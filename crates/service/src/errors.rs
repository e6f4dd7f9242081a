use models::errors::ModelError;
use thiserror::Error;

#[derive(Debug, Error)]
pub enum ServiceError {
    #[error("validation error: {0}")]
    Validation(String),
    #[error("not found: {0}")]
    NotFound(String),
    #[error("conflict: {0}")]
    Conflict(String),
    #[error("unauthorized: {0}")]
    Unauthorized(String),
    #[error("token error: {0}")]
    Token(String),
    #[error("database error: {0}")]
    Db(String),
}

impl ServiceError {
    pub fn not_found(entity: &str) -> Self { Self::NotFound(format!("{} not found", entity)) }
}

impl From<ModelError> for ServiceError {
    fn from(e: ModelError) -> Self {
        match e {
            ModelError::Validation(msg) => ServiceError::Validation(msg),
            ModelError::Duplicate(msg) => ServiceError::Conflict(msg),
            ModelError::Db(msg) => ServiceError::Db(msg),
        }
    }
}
◆ ◆ ◆ ◆ ◆ ◆ ◆
Each line in the records above must be returned exactly as it stands.

Exercise output:
filename crates/service/src/errors.rs
repository e6f4dd7f9242081a
use models::errors::ModelError;
use thiserror::Error;

#[derive(Debug, Error)]
pub enum ServiceError {
    #[error("validation error: {0}")]
    Validation(String),
    #[error("not found: {0}")]
    NotFound(String),
    #[error("conflict: {0}")]
    Conflict(String),
    #[error("unauthorized: {0}")]
    Unauthorized(String),
    #[error("token error: {0}")]
    Token(String),
    #[error("database error: {0}")]
    Db(String),
}

impl ServiceError {
    pub fn not_found(entity: &str) -> Self { Self::NotFound(format!("{} not found", entity)) }
}

impl From<ModelError> for ServiceError {
    fn from(e: ModelError) -> Self {
        match e {
            ModelError::Validation(msg) => ServiceError::Validation(msg),
            ModelError::Duplicate(msg) => ServiceError::Conflict(msg),
            ModelError::Db(msg) => ServiceError::Db(msg),
        }
    }
}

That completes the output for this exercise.